Top of SUPPLIED DATA

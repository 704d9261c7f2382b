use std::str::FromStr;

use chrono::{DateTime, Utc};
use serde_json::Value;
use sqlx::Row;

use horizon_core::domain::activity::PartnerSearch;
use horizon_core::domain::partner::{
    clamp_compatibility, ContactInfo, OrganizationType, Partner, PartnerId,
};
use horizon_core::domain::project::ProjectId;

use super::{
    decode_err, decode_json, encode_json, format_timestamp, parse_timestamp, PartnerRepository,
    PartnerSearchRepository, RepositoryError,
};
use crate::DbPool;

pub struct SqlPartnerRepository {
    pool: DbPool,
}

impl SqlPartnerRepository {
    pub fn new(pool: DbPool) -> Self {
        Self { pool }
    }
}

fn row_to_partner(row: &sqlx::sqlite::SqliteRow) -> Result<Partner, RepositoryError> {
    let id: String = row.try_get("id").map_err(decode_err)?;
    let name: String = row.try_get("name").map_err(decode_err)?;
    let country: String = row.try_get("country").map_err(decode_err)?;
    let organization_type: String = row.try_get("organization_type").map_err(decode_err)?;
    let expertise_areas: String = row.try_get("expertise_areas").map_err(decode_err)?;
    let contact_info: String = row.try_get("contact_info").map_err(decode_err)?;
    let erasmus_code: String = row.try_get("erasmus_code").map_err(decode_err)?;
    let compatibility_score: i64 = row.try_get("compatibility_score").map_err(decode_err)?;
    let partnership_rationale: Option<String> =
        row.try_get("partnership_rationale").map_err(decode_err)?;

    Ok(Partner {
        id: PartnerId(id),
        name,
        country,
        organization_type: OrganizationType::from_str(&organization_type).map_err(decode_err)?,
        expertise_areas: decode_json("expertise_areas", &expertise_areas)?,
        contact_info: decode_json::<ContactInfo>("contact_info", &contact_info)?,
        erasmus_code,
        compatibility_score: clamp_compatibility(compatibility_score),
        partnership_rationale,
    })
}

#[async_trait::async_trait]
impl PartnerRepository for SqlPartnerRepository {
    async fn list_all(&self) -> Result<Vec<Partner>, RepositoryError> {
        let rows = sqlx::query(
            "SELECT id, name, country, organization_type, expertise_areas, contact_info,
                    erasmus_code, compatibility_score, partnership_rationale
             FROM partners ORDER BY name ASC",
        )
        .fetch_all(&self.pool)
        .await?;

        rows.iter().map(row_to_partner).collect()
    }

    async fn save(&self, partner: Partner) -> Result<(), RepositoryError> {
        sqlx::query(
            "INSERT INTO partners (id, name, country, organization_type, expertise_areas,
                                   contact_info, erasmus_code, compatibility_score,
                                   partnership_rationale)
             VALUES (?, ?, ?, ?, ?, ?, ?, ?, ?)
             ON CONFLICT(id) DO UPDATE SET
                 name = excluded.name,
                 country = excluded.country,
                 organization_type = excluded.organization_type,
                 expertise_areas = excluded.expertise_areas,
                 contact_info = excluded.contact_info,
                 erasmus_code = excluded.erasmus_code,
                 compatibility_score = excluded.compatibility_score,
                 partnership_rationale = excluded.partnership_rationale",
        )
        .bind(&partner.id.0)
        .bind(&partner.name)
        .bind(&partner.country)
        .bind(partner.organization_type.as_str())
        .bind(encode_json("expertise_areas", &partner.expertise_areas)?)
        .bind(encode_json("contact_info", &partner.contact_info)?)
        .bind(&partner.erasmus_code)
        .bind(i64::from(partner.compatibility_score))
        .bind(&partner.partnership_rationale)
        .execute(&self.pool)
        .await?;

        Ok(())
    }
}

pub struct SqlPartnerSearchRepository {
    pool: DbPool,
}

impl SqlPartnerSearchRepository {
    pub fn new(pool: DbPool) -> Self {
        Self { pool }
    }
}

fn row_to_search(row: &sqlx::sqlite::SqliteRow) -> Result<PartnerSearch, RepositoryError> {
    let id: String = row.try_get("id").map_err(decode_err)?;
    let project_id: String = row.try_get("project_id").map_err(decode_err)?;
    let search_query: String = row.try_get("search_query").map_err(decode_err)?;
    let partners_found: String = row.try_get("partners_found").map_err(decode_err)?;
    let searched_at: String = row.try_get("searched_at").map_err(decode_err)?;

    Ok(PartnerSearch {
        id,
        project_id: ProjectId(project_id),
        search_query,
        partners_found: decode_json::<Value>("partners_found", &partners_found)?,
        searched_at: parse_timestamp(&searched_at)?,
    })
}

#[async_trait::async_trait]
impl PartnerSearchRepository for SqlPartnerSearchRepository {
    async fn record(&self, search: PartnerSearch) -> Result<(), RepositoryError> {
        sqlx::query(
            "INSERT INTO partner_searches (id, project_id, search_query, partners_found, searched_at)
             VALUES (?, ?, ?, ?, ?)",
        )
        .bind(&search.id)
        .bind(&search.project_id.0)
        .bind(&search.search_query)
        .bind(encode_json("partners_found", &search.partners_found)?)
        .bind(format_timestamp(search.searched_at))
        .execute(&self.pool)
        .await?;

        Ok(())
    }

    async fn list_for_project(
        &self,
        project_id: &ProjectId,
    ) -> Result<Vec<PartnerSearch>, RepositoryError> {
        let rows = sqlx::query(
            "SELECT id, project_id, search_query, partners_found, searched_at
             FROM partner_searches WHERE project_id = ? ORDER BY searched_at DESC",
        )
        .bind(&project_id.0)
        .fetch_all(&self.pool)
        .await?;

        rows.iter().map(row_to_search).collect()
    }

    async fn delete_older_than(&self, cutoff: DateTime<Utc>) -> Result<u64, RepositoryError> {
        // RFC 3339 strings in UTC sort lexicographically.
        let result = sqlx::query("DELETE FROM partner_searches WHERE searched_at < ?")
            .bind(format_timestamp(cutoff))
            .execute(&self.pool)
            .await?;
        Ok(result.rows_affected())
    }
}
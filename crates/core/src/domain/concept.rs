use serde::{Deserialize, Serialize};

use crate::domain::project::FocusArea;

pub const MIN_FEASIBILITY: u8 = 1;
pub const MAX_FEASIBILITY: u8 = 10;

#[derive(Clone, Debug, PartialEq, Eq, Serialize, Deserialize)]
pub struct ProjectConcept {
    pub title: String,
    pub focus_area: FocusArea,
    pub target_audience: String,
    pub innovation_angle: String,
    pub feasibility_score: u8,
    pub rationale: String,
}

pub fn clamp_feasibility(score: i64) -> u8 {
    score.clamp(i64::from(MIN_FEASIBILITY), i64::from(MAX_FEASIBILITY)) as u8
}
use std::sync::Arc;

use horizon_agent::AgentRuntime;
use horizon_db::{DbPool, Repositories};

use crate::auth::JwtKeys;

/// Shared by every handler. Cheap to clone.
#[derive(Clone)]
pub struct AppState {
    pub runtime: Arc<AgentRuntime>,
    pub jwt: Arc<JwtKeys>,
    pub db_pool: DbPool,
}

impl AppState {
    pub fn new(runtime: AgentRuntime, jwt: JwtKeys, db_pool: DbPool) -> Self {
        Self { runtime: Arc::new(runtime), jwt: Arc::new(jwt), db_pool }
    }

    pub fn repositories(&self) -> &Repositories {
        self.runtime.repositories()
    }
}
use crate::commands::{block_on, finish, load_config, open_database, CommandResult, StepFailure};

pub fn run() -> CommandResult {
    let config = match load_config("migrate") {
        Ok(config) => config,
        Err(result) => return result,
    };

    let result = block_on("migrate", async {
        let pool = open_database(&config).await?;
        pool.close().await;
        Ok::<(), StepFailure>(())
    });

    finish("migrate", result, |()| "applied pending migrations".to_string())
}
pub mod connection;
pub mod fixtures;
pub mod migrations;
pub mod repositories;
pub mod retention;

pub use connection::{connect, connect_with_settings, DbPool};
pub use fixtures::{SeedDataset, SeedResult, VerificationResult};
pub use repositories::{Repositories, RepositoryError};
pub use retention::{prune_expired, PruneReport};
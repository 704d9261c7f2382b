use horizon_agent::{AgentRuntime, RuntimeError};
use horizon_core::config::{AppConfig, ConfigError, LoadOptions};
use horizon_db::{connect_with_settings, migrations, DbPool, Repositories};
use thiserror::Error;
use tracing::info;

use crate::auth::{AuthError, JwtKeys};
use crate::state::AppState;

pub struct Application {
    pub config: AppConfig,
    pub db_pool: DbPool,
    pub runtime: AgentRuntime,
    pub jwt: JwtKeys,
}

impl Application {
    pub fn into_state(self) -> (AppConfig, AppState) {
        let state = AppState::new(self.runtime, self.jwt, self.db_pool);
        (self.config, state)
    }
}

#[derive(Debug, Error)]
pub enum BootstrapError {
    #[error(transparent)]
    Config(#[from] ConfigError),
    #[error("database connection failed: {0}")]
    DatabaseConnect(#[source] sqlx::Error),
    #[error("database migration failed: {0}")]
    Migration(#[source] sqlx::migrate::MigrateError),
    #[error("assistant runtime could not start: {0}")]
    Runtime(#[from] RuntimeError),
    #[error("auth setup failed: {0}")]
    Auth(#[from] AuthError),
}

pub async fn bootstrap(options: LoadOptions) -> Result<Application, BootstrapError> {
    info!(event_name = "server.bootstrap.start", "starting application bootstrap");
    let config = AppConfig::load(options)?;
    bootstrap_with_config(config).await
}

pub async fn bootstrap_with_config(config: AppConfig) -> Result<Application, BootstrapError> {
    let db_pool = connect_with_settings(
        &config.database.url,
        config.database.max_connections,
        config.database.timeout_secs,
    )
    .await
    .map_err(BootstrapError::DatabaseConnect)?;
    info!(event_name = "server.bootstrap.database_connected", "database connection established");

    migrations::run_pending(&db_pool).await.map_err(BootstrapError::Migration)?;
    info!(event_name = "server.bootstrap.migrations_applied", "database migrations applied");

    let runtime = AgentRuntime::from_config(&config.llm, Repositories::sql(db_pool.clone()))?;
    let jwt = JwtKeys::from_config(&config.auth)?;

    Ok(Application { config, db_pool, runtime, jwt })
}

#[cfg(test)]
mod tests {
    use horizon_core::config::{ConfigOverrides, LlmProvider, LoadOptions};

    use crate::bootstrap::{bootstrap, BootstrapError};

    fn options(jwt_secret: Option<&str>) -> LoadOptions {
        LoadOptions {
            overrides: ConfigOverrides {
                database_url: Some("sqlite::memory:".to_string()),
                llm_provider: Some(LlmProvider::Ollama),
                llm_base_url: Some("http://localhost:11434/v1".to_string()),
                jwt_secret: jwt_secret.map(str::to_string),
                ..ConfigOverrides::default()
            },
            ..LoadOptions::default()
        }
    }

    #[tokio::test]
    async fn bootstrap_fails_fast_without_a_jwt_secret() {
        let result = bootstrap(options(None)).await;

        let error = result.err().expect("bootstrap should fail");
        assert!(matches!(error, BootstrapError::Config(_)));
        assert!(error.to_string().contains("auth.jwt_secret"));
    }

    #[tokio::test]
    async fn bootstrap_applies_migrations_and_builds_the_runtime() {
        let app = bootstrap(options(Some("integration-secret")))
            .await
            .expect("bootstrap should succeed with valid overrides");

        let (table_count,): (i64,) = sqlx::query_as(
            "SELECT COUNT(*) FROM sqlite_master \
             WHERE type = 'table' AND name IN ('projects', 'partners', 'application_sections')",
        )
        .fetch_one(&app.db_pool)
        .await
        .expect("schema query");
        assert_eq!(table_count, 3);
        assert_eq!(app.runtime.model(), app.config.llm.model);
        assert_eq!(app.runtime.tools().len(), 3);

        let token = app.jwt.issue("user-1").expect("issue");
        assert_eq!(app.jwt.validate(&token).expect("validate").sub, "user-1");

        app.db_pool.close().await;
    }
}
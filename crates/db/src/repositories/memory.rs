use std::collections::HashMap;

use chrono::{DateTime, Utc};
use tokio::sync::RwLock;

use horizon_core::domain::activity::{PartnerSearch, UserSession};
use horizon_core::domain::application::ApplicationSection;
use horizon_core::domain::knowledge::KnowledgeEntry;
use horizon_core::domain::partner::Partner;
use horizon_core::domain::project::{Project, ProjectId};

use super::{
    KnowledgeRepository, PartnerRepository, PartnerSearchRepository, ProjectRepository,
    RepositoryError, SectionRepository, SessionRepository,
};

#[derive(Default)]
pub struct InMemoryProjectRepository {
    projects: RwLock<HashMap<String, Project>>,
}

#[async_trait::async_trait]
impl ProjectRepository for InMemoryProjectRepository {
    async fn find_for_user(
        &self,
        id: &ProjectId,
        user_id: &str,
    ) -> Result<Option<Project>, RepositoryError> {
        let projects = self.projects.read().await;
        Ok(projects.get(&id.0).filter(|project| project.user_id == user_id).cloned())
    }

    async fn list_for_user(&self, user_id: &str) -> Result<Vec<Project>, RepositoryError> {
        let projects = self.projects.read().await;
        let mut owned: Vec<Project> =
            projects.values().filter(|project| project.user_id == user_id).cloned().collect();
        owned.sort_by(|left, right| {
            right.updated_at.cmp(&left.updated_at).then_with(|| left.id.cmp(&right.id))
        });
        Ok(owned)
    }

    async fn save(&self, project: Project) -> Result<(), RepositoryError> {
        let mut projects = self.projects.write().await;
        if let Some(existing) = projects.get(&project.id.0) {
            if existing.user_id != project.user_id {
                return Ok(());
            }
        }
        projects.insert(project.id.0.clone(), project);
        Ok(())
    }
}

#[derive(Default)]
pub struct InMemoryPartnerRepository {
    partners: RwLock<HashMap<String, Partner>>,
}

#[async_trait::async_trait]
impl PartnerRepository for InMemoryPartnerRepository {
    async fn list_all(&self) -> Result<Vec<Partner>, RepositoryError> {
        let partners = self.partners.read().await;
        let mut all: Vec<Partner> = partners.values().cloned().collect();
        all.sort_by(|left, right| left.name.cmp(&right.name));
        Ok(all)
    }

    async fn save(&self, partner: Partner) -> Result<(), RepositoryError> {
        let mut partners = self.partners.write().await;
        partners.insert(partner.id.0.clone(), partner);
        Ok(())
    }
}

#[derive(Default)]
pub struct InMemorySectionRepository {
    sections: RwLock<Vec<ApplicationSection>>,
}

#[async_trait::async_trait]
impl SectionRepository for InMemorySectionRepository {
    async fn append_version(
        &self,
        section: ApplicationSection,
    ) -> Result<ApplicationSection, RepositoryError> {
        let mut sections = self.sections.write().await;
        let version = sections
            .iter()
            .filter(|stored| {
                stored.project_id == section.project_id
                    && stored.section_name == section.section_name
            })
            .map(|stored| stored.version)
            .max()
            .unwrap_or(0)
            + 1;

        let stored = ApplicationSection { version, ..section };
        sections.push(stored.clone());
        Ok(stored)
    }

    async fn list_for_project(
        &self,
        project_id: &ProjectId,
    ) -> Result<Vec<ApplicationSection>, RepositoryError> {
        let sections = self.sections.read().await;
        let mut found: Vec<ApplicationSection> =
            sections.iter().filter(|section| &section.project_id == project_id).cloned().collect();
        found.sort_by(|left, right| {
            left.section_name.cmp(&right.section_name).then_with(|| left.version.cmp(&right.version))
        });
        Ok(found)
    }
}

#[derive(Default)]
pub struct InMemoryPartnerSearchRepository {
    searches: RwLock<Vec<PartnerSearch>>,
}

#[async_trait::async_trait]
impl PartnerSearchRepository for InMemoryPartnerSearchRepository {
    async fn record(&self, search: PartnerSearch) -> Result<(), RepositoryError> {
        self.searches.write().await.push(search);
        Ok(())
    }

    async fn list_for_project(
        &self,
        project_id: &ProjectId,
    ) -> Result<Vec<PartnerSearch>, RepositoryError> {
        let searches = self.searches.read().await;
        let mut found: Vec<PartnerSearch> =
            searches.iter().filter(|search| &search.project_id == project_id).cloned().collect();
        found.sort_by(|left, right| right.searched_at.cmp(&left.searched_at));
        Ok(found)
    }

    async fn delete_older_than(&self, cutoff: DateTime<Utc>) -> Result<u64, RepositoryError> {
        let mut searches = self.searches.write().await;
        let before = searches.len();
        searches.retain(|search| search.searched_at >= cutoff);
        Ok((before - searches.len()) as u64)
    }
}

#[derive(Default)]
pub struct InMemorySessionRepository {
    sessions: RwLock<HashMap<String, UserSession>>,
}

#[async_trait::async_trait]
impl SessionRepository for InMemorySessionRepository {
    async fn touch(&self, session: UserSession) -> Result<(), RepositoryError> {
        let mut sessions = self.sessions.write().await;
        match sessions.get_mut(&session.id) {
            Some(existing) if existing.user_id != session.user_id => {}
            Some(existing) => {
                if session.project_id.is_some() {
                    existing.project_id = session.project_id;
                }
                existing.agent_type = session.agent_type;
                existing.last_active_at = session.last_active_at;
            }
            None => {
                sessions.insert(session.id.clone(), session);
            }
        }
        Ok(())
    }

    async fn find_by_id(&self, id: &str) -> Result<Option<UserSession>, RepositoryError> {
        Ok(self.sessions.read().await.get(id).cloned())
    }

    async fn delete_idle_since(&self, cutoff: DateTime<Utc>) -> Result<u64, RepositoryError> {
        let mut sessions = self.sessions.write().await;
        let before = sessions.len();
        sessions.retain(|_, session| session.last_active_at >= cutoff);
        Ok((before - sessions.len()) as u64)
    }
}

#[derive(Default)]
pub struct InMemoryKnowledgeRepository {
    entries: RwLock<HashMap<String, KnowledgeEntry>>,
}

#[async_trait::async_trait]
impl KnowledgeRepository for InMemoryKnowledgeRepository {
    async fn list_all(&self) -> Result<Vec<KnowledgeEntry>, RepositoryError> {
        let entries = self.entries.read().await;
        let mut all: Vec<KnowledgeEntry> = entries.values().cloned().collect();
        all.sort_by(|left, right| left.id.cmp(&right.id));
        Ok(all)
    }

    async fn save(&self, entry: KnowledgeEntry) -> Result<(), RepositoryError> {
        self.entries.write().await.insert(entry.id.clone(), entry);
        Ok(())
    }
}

Bottom of SUPPLIED DATA

- **WORK ITEM**
Beginning at the line that contains "let entries = self.entries.read().await;", retype each line of the listing up to and including the last one, exactly as it stands, and nothing else.

- **ANSWER TO THIS EXERCISE**
        let entries = self.entries.read().await;
        let mut all: Vec<KnowledgeEntry> = entries.values().cloned().collect();
        all.sort_by(|left, right| left.id.cmp(&right.id));
        Ok(all)
    }

    async fn save(&self, entry: KnowledgeEntry) -> Result<(), RepositoryError> {
        self.entries.write().await.insert(entry.id.clone(), entry);
        Ok(())
    }
}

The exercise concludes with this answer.